If you’ve experienced a traditional Portuguese restaurant before, your meal probably started with bread, butter, olives, and a type of pâté. That’s what the Portuguese call couvert, an assortment of appetizers to nibble on while you decide what you want to order. Our favourite part of it is always the small basket of bread, usually made of two or three types of sliced homemade bread.
Typically, a crusty white bread, a seeded one, and a cornbread called broa de milho or just broa in the local language. It’s a unique bread that perhaps impossible to find outside of Portugal and some of its former colonies. The good news is that it’s super simple to recreate at home, and it will make you feel like a professional baker!

Our Broa de Milho Recipe
The key ingredient in this recipe is maize flour, preferably the yellow type, so your bread has the characteristic pale-yellow colour of the broa. In Portugal it’s called farinha de milho (corn flour) and there are different types that are classified based on how coarse they are. The best type for making broa is the 175, that comes in yellow or white. The type 70, which is the easiest to find in supermarkets and grocery stores, is also suitable, but absorbs more liquid so you might need to adjust the amount of water.
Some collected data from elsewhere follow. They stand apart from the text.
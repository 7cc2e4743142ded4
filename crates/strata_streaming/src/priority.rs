//! # Build Priority
//!
//! Orders candidate chunks nearest ring first, then front-first within a
//! ring, then by squared distance, then by coordinate. The coordinate
//! tiebreak makes the order total, so two runs dispatch identically.

use std::cmp::Reverse;
use std::collections::BinaryHeap;

use strata_core::ChunkCoord;

/// Facing bias resolution: `1 - dot` is stored in thousandths.
const FACING_SCALE: f64 = 1000.0;

/// Forward vectors shorter than this fall back to `+Z`.
const MIN_FORWARD_LEN: f64 = 1e-6;

/// Where the player (or camera) is and which way it looks.
#[derive(Clone, Copy, Debug, PartialEq)]
pub struct Observer {
    /// World X in length units.
    pub x: f64,
    /// World Z in length units.
    pub z: f64,
    /// Forward direction X (need not be normalized).
    pub forward_x: f64,
    /// Forward direction Z.
    pub forward_z: f64,
}

impl Observer {
    /// An observer at `(x, z)` looking along `+Z`.
    #[must_use]
    pub const fn new(x: f64, z: f64) -> Self {
        Self {
            x,
            z,
            forward_x: 0.0,
            forward_z: 1.0,
        }
    }

    /// The same observer looking along `(forward_x, forward_z)`.
    #[must_use]
    pub fn facing(mut self, forward_x: f64, forward_z: f64) -> Self {
        self.forward_x = forward_x;
        self.forward_z = forward_z;
        self
    }

    /// Unit forward vector, `+Z` when the input is near zero.
    #[must_use]
    pub fn forward(&self) -> (f64, f64) {
        let len = self.forward_x.hypot(self.forward_z);
        if len < MIN_FORWARD_LEN {
            (0.0, 1.0)
        } else {
            (self.forward_x / len, self.forward_z / len)
        }
    }

    /// Chunk under the observer.
    #[must_use]
    pub fn chunk(&self, chunk_size: u32, block_size: f64) -> ChunkCoord {
        let block_x = (self.x / block_size).floor() as i32;
        let block_z = (self.z / block_size).floor() as i32;
        ChunkCoord::from_block_pos(block_x, block_z, chunk_size)
    }
}

/// Total order over candidate chunks; smaller builds first.
#[derive(Clone, Copy, Debug, PartialEq, Eq, PartialOrd, Ord, Hash)]
pub struct PriorityKey {
    /// Chebyshev ring around the observer's chunk.
    pub ring: u32,
    /// `1 - dot(forward, direction)` in thousandths; 0 is dead ahead.
    pub facing: u32,
    /// Squared Euclidean distance in chunks.
    pub distance_sq: u64,
    /// Final tiebreak.
    pub coord: ChunkCoord,
}

impl PriorityKey {
    /// Key for `coord` seen from `center` looking along unit `forward`.
    #[must_use]
    pub fn new(coord: ChunkCoord, center: ChunkCoord, forward: (f64, f64)) -> Self {
        let dx = f64::from(coord.x - center.x);
        let dz = f64::from(coord.z - center.z);
        let len = dx.hypot(dz);
        let dot = if len > 0.0 {
            (forward.0 * dx + forward.1 * dz) / len
        } else {
            0.0
        };

        Self {
            ring: coord.chebyshev_distance(center),
            facing: ((1.0 - dot.clamp(-1.0, 1.0)) * FACING_SCALE).round() as u32,
            distance_sq: coord.distance_sq(center),
            coord,
        }
    }
}

/// Min-queue of candidate chunks.
pub type BuildQueue = BinaryHeap<Reverse<PriorityKey>>;

/// Builds the queue for one scan.
#[must_use]
pub fn build_queue(
    candidates: impl IntoIterator<Item = ChunkCoord>,
    center: ChunkCoord,
    forward: (f64, f64),
) -> BuildQueue {
    candidates
        .into_iter()
        .map(|coord| Reverse(PriorityKey::new(coord, center, forward)))
        .collect()
}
This classification is specific to Portugal, so we recommend using a medium coarse yellow maize flour. For some places, corn flour can mean the same as corn starch, but that’s not appropriate for this type of bread. The remaining ingredients are straightforward, strong bread flour, salt, water, sugar, and dry active yeast.
This bread is a no knead bread, that means you only have to combine the ingredients, and place it somewhere warm to rise. It’s the perfect bread to have alongside rich red meat dishes, but it also goes well with soups, such as the Portuguese Caldo Verde.